[YOUR TASK] Return all the entries word for word.

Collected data
----------------------------------------
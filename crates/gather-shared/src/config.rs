//! Configuration management

use config::{Config, ConfigError, Environment, File};
use serde::Deserialize;

use crate::constants::{
    DEFAULT_COOKIE_NAME, DEFAULT_SESSION_EXPIRY, DEFAULT_SIGN_IN_PATH, DEVELOPMENT_SESSION_SECRET,
};
use crate::error::AppError;

#[derive(Debug, Deserialize, Clone)]
pub struct AppConfig {
    pub app: AppSettings,
    pub database: DatabaseSettings,
    pub storage: StorageSettings,
    pub auth: AuthSettings,
    pub authorization: AuthorizationSettings,
    pub log: LogSettings,
}

#[derive(Debug, Deserialize, Clone)]
pub struct AppSettings {
    pub env: String,
    pub host: String,
    pub port: u16,
    pub name: String,
    pub cors_origin: String,
}

#[derive(Debug, Deserialize, Clone)]
pub struct DatabaseSettings {
    pub url: String,
    pub max_connections: u32,
    pub min_connections: u32,
}

#[derive(Debug, Deserialize, Clone, Copy, PartialEq, Eq)]
#[serde(rename_all = "lowercase")]
pub enum StorageBackend {
    Postgres,
    Memory,
}

#[derive(Debug, Deserialize, Clone)]
pub struct StorageSettings {
    pub backend: StorageBackend,
}

#[derive(Debug, Deserialize, Clone)]
pub struct AuthSettings {
    pub session_secret: String,
    pub session_expiry: i64,
    pub cookie_name: String,
    pub sign_in_path: String,
}

#[derive(Debug, Deserialize, Clone)]
pub struct AuthorizationSettings {
    /// When set, update and destroy are limited to group leaders.
    pub require_leader_for_mutations: bool,
}

#[derive(Debug, Deserialize, Clone, Copy, PartialEq, Eq)]
#[serde(rename_all = "lowercase")]
pub enum LogFormat {
    Json,
    Pretty,
}

#[derive(Debug, Deserialize, Clone)]
pub struct LogSettings {
    pub format: LogFormat,
    pub directory: Option<String>,
}

impl AppConfig {
    /// Load `.env`, then layer defaults, `config/default`, `config/{APP_ENV}`
    /// and `SECTION__KEY` environment variables.
    pub fn load() -> Result<Self, AppError> {
        dotenvy::dotenv().ok();
        let env = std::env::var("APP_ENV").unwrap_or_else(|_| "development".into());
        let config = Self::load_for(&env)?;
        config.check()?;
        Ok(config)
    }

    pub fn load_for(env: &str) -> Result<Self, ConfigError> {
        let config = Config::builder()
            .set_default("app.env", env)?
            .set_default("app.host", "127.0.0.1")?
            .set_default("app.port", 8080)?
            .set_default("app.name", "gather-server")?
            .set_default("app.cors_origin", "http://localhost:5173")?
            .set_default("database.url", "postgres://localhost/gather")?
            .set_default("database.max_connections", 10)?
            .set_default("database.min_connections", 1)?
            .set_default("storage.backend", "postgres")?
            .set_default("auth.session_secret", DEVELOPMENT_SESSION_SECRET)?
            .set_default("auth.session_expiry", DEFAULT_SESSION_EXPIRY)?
            .set_default("auth.cookie_name", DEFAULT_COOKIE_NAME)?
            .set_default("auth.sign_in_path", DEFAULT_SIGN_IN_PATH)?
            .set_default("authorization.require_leader_for_mutations", false)?
            .set_default("log.format", "json")?
            .add_source(File::with_name("config/default").required(false))
            .add_source(File::with_name(&format!("config/{}", env)).required(false))
            .add_source(Environment::default().separator("__").try_parsing(true))
            .build()?;
        config.try_deserialize()
    }

    /// Refuse to run a production deployment on the development secret.
    pub fn check(&self) -> Result<(), AppError> {
        if self.app.env == "production" && self.auth.session_secret == DEVELOPMENT_SESSION_SECRET {
            return Err(AppError::InsecureConfig(
                "auth.session_secret must be set in production".to_string(),
            ));
        }
        Ok(())
    }
}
----------------------------------------
[COMPLETED TASK]
filename crates/gather-shared/src/config.rs
//! Configuration management

use config::{Config, ConfigError, Environment, File};
use serde::Deserialize;

use crate::constants::{
    DEFAULT_COOKIE_NAME, DEFAULT_SESSION_EXPIRY, DEFAULT_SIGN_IN_PATH, DEVELOPMENT_SESSION_SECRET,
};
use crate::error::AppError;

#[derive(Debug, Deserialize, Clone)]
pub struct AppConfig {
    pub app: AppSettings,
    pub database: DatabaseSettings,
    pub storage: StorageSettings,
    pub auth: AuthSettings,
    pub authorization: AuthorizationSettings,
    pub log: LogSettings,
}

#[derive(Debug, Deserialize, Clone)]
pub struct AppSettings {
    pub env: String,
    pub host: String,
    pub port: u16,
    pub name: String,
    pub cors_origin: String,
}

#[derive(Debug, Deserialize, Clone)]
pub struct DatabaseSettings {
    pub url: String,
    pub max_connections: u32,
    pub min_connections: u32,
}

#[derive(Debug, Deserialize, Clone, Copy, PartialEq, Eq)]
#[serde(rename_all = "lowercase")]
pub enum StorageBackend {
    Postgres,
    Memory,
}

#[derive(Debug, Deserialize, Clone)]
pub struct StorageSettings {
    pub backend: StorageBackend,
}

#[derive(Debug, Deserialize, Clone)]
pub struct AuthSettings {
    pub session_secret: String,
    pub session_expiry: i64,
    pub cookie_name: String,
    pub sign_in_path: String,
}

#[derive(Debug, Deserialize, Clone)]
pub struct AuthorizationSettings {
    /// When set, update and destroy are limited to group leaders.
    pub require_leader_for_mutations: bool,
}

#[derive(Debug, Deserialize, Clone, Copy, PartialEq, Eq)]
#[serde(rename_all = "lowercase")]
pub enum LogFormat {
    Json,
    Pretty,
}

#[derive(Debug, Deserialize, Clone)]
pub struct LogSettings {
    pub format: LogFormat,
    pub directory: Option<String>,
}

impl AppConfig {
    /// Load `.env`, then layer defaults, `config/default`, `config/{APP_ENV}`
    /// and `SECTION__KEY` environment variables.
    pub fn load() -> Result<Self, AppError> {
        dotenvy::dotenv().ok();
        let env = std::env::var("APP_ENV").unwrap_or_else(|_| "development".into());
        let config = Self::load_for(&env)?;
        config.check()?;
        Ok(config)
    }

    pub fn load_for(env: &str) -> Result<Self, ConfigError> {
        let config = Config::builder()
            .set_default("app.env", env)?
            .set_default("app.host", "127.0.0.1")?
            .set_default("app.port", 8080)?
            .set_default("app.name", "gather-server")?
            .set_default("app.cors_origin", "http://localhost:5173")?
            .set_default("database.url", "postgres://localhost/gather")?
            .set_default("database.max_connections", 10)?
            .set_default("database.min_connections", 1)?
            .set_default("storage.backend", "postgres")?
            .set_default("auth.session_secret", DEVELOPMENT_SESSION_SECRET)?
            .set_default("auth.session_expiry", DEFAULT_SESSION_EXPIRY)?
            .set_default("auth.cookie_name", DEFAULT_COOKIE_NAME)?
            .set_default("auth.sign_in_path", DEFAULT_SIGN_IN_PATH)?
            .set_default("authorization.require_leader_for_mutations", false)?
            .set_default("log.format", "json")?
            .add_source(File::with_name("config/default").required(false))
            .add_source(File::with_name(&format!("config/{}", env)).required(false))
            .add_source(Environment::default().separator("__").try_parsing(true))
            .build()?;
        config.try_deserialize()
    }

    /// Refuse to run a production deployment on the development secret.
    pub fn check(&self) -> Result<(), AppError> {
        if self.app.env == "production" && self.auth.session_secret == DEVELOPMENT_SESSION_SECRET {
            return Err(AppError::InsecureConfig(
                "auth.session_secret must be set in production".to_string(),
            ));
        }
        Ok(())
    }
}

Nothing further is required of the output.